*** Opening Source material ***

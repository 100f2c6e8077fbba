//! AllergyIntolerance: allergies and intolerances with their first reaction

use serde::{Deserialize, Serialize};

use crate::codes::{CodeTable, systems};
use crate::datatypes::{Annotation, CodeableConcept, CodeableReference, Reference, non_empty};
use crate::date::{self, DateLike};
use crate::mapper::ResourceMapper;
use crate::resource::fhir_resource;
use crate::search::SearchParams;

pub const DEFAULT_CLINICAL_STATUS: &str = "active";
pub const DEFAULT_VERIFICATION_STATUS: &str = "unconfirmed";

pub const CLINICAL_STATUS: CodeTable = CodeTable::new(
    "http://terminology.hl7.org/CodeSystem/allergyintolerance-clinical",
    &[
        ("active", "Active"),
        ("inactive", "Inactive"),
        ("resolved", "Resolved"),
    ],
);

pub const VERIFICATION_STATUS: CodeTable = CodeTable::new(
    "http://terminology.hl7.org/CodeSystem/allergyintolerance-verification",
    &[
        ("unconfirmed", "Unconfirmed"),
        ("presumed", "Presumed"),
        ("confirmed", "Confirmed"),
        ("refuted", "Refuted"),
        ("entered-in-error", "Entered in Error"),
    ],
);

pub const TYPE: CodeTable = CodeTable::new(
    "http://hl7.org/fhir/allergy-intolerance-type",
    &[("allergy", "Allergy"), ("intolerance", "Intolerance")],
);

pub const CATEGORY: CodeTable = CodeTable::new(
    "http://hl7.org/fhir/allergy-intolerance-category",
    &[
        ("food", "Food"),
        ("medication", "Medication"),
        ("environment", "Environment"),
        ("biologic", "Biologic"),
    ],
);

pub const CRITICALITY: CodeTable = CodeTable::new(
    "http://hl7.org/fhir/allergy-intolerance-criticality",
    &[
        ("low", "Low Risk"),
        ("high", "High Risk"),
        ("unable-to-assess", "Unable to Assess Risk"),
    ],
);

pub const REACTION_SEVERITY: CodeTable = CodeTable::new(
    "http://hl7.org/fhir/reaction-event-severity",
    &[("mild", "Mild"), ("moderate", "Moderate"), ("severe", "Severe")],
);

/// FHIR AllergyIntolerance resource
#[derive(Debug, Clone, Default, Serialize, Deserialize, PartialEq)]
#[serde(rename_all = "camelCase")]
pub struct AllergyIntolerance {
    #[serde(skip_serializing_if = "Option::is_none")]
    pub id: Option<String>,

    #[serde(skip_serializing_if = "Option::is_none")]
    pub clinical_status: Option<CodeableConcept>,

    #[serde(skip_serializing_if = "Option::is_none")]
    pub verification_status: Option<CodeableConcept>,

    #[serde(rename = "type", skip_serializing_if = "Option::is_none")]
    pub allergy_type: Option<CodeableConcept>,

    #[serde(default, skip_serializing_if = "Vec::is_empty")]
    pub category: Vec<String>,

    #[serde(skip_serializing_if = "Option::is_none")]
    pub criticality: Option<String>,

    #[serde(skip_serializing_if = "Option::is_none")]
    pub code: Option<CodeableConcept>,

    #[serde(skip_serializing_if = "Option::is_none")]
    pub patient: Option<Reference>,

    #[serde(skip_serializing_if = "Option::is_none")]
    pub onset_date_time: Option<String>,

    #[serde(skip_serializing_if = "Option::is_none")]
    pub recorded_date: Option<String>,

    #[serde(default, skip_serializing_if = "Vec::is_empty")]
    pub note: Vec<Annotation>,

    #[serde(default, skip_serializing_if = "Vec::is_empty")]
    pub reaction: Vec<Reaction>,
}

fhir_resource!(AllergyIntolerance, "AllergyIntolerance");

/// Adverse reaction event
#[derive(Debug, Clone, Default, Serialize, Deserialize, PartialEq)]
pub struct Reaction {
    #[serde(default, skip_serializing_if = "Vec::is_empty")]
    pub manifestation: Vec<CodeableReference>,

    #[serde(skip_serializing_if = "Option::is_none")]
    pub severity: Option<String>,

    #[serde(skip_serializing_if = "Option::is_none")]
    pub description: Option<String>,
}

#[derive(Debug, Clone, Default, Serialize, Deserialize, PartialEq)]
#[serde(rename_all = "camelCase")]
pub struct AllergyIntoleranceRecord {
    #[serde(skip_serializing_if = "Option::is_none")]
    pub id: Option<String>,
    pub patient_id: String,
    pub clinical_status: String,
    pub verification_status: String,
    pub allergy_type: String,
    pub category: String,
    pub criticality: String,
    pub code: String,
    pub code_display: String,
    pub code_system: String,
    pub onset_date: String,
    pub recorded_date: String,
    /// Display text of the first reaction manifestation
    pub reaction: String,
    pub reaction_severity: String,
    pub note: String,
}

impl AllergyIntoleranceRecord {
    pub fn with_onset_date(mut self, value: impl DateLike) -> Self {
        self.onset_date = value.to_iso_date();
        self
    }

    pub fn with_recorded_date(mut self, value: impl DateLike) -> Self {
        self.recorded_date = value.to_iso_date();
        self
    }
}

#[derive(Debug, Clone, Default, Serialize, Deserialize, PartialEq)]
#[serde(rename_all = "camelCase")]
pub struct AllergyIntoleranceFilters {
    /// Free-text search over the substance code
    pub search: Option<String>,
    pub patient_id: Option<String>,
    pub clinical_status: Option<String>,
    pub verification_status: Option<String>,
    pub allergy_type: Option<String>,
    pub category: Option<String>,
    pub criticality: Option<String>,
    pub code: Option<String>,
}

pub struct AllergyIntoleranceMapper;

impl ResourceMapper for AllergyIntoleranceMapper {
    type Wire = AllergyIntolerance;
    type Record = AllergyIntoleranceRecord;
    type Filters = AllergyIntoleranceFilters;

    const SORT_FIELDS: &'static [(&'static str, &'static str)] = &[
        ("clinicalStatus", "clinical-status"),
        ("verificationStatus", "verification-status"),
        ("allergyType", "type"),
        ("recordedDate", "date"),
        ("patientId", "patient"),
        ("codeDisplay", "code"),
    ];

    fn from_wire(wire: &AllergyIntolerance) -> AllergyIntoleranceRecord {
        let reaction = wire.reaction.first();
        let manifestation = reaction
            .and_then(|r| r.manifestation.first())
            .and_then(|m| m.concept.as_ref())
            .map(|c| c.display().to_string())
            .unwrap_or_default();

        AllergyIntoleranceRecord {
            id: wire.id.clone(),
            patient_id: wire.patient.as_ref().map(|r| r.id().to_string()).unwrap_or_default(),
            clinical_status: wire
                .clinical_status
                .as_ref()
                .map(|c| c.code())
                .filter(|c| !c.is_empty())
                .unwrap_or(DEFAULT_CLINICAL_STATUS)
                .to_string(),
            verification_status: wire
                .verification_status
                .as_ref()
                .map(|c| c.code().to_string())
                .unwrap_or_default(),
            allergy_type: wire
                .allergy_type
                .as_ref()
                .map(|c| c.code().to_string())
                .unwrap_or_default(),
            category: wire.category.first().cloned().unwrap_or_default(),
            criticality: wire.criticality.clone().unwrap_or_default(),
            code: wire.code.as_ref().map(|c| c.code().to_string()).unwrap_or_default(),
            code_display: wire
                .code
                .as_ref()
                .map(|c| c.display().to_string())
                .unwrap_or_default(),
            code_system: wire
                .code
                .as_ref()
                .map(|c| c.system().to_string())
                .unwrap_or_default(),
            onset_date: date::app_date(wire.onset_date_time.as_deref()),
            recorded_date: date::app_date(wire.recorded_date.as_deref()),
            reaction: manifestation,
            reaction_severity: reaction
                .and_then(|r| r.severity.clone())
                .unwrap_or_default(),
            note: wire.note.first().map(|n| n.text.clone()).unwrap_or_default(),
        }
    }

    fn to_wire(record: &AllergyIntoleranceRecord) -> AllergyIntolerance {
        let code = if record.code.trim().is_empty() && record.code_display.trim().is_empty() {
            None
        } else {
            let system = non_empty(&record.code_system);
            Some(CodeableConcept::single(
                system.as_deref().unwrap_or(systems::SNOMED),
                &record.code,
                Some(record.code_display.as_str()),
            ))
        };

        let manifestation = non_empty(&record.reaction);
        let severity = non_empty(&record.reaction_severity);
        let reaction = if manifestation.is_none() && severity.is_none() {
            Vec::new()
        } else {
            vec![Reaction {
                manifestation: manifestation
                    .map(|text| {
                        CodeableReference::concept(CodeableConcept {
                            coding: Vec::new(),
                            text: Some(text),
                        })
                    })
                    .into_iter()
                    .collect(),
                severity,
                description: None,
            }]
        };

        AllergyIntolerance {
            id: record.id.as_deref().and_then(non_empty),
            clinical_status: Some(
                CLINICAL_STATUS.concept_or(&record.clinical_status, DEFAULT_CLINICAL_STATUS),
            ),
            verification_status: Some(
                VERIFICATION_STATUS
                    .concept_or(&record.verification_status, DEFAULT_VERIFICATION_STATUS),
            ),
            allergy_type: TYPE.optional_concept(&record.allergy_type),
            category: non_empty(&record.category).into_iter().collect(),
            criticality: non_empty(&record.criticality),
            code,
            patient: non_empty(&record.patient_id).map(|id| Reference::to("Patient", &id)),
            onset_date_time: date::format_date(&record.onset_date),
            recorded_date: date::format_date(&record.recorded_date),
            note: non_empty(&record.note)
                .map(|text| Annotation { text })
                .into_iter()
                .collect(),
            reaction,
        }
    }

    fn to_filter_params(filters: &AllergyIntoleranceFilters) -> SearchParams {
        let mut params = SearchParams::new();
        params.push_opt("code:text", filters.search.as_deref());
        params.push_opt("patient", filters.patient_id.as_deref());
        params.push_opt("clinical-status", filters.clinical_status.as_deref());
        params.push_opt("verification-status", filters.verification_status.as_deref());
        params.push_opt("type", filters.allergy_type.as_deref());
        params.push_opt("category", filters.category.as_deref());
        params.push_opt("criticality", filters.criticality.as_deref());
        params.push_opt("code", filters.code.as_deref());
        params
    }

    fn record_id(record: &AllergyIntoleranceRecord) -> Option<&str> {
        record.id.as_deref()
    }
}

*** Closing Source material ***

▸ **Requirement**: Copy the lines above exactly, beginning at the line that has "manifestation: manifestation" and stopping after the line that has "note: non_empty(&record.note)", and omit the rest.

▸ **Solution**:
                manifestation: manifestation
                    .map(|text| {
                        CodeableReference::concept(CodeableConcept {
                            coding: Vec::new(),
                            text: Some(text),
                        })
                    })
                    .into_iter()
                    .collect(),
                severity,
                description: None,
            }]
        };

        AllergyIntolerance {
            id: record.id.as_deref().and_then(non_empty),
            clinical_status: Some(
                CLINICAL_STATUS.concept_or(&record.clinical_status, DEFAULT_CLINICAL_STATUS),
            ),
            verification_status: Some(
                VERIFICATION_STATUS
                    .concept_or(&record.verification_status, DEFAULT_VERIFICATION_STATUS),
            ),
            allergy_type: TYPE.optional_concept(&record.allergy_type),
            category: non_empty(&record.category).into_iter().collect(),
            criticality: non_empty(&record.criticality),
            code,
            patient: non_empty(&record.patient_id).map(|id| Reference::to("Patient", &id)),
            onset_date_time: date::format_date(&record.onset_date),
            recorded_date: date::format_date(&record.recorded_date),
            note: non_empty(&record.note)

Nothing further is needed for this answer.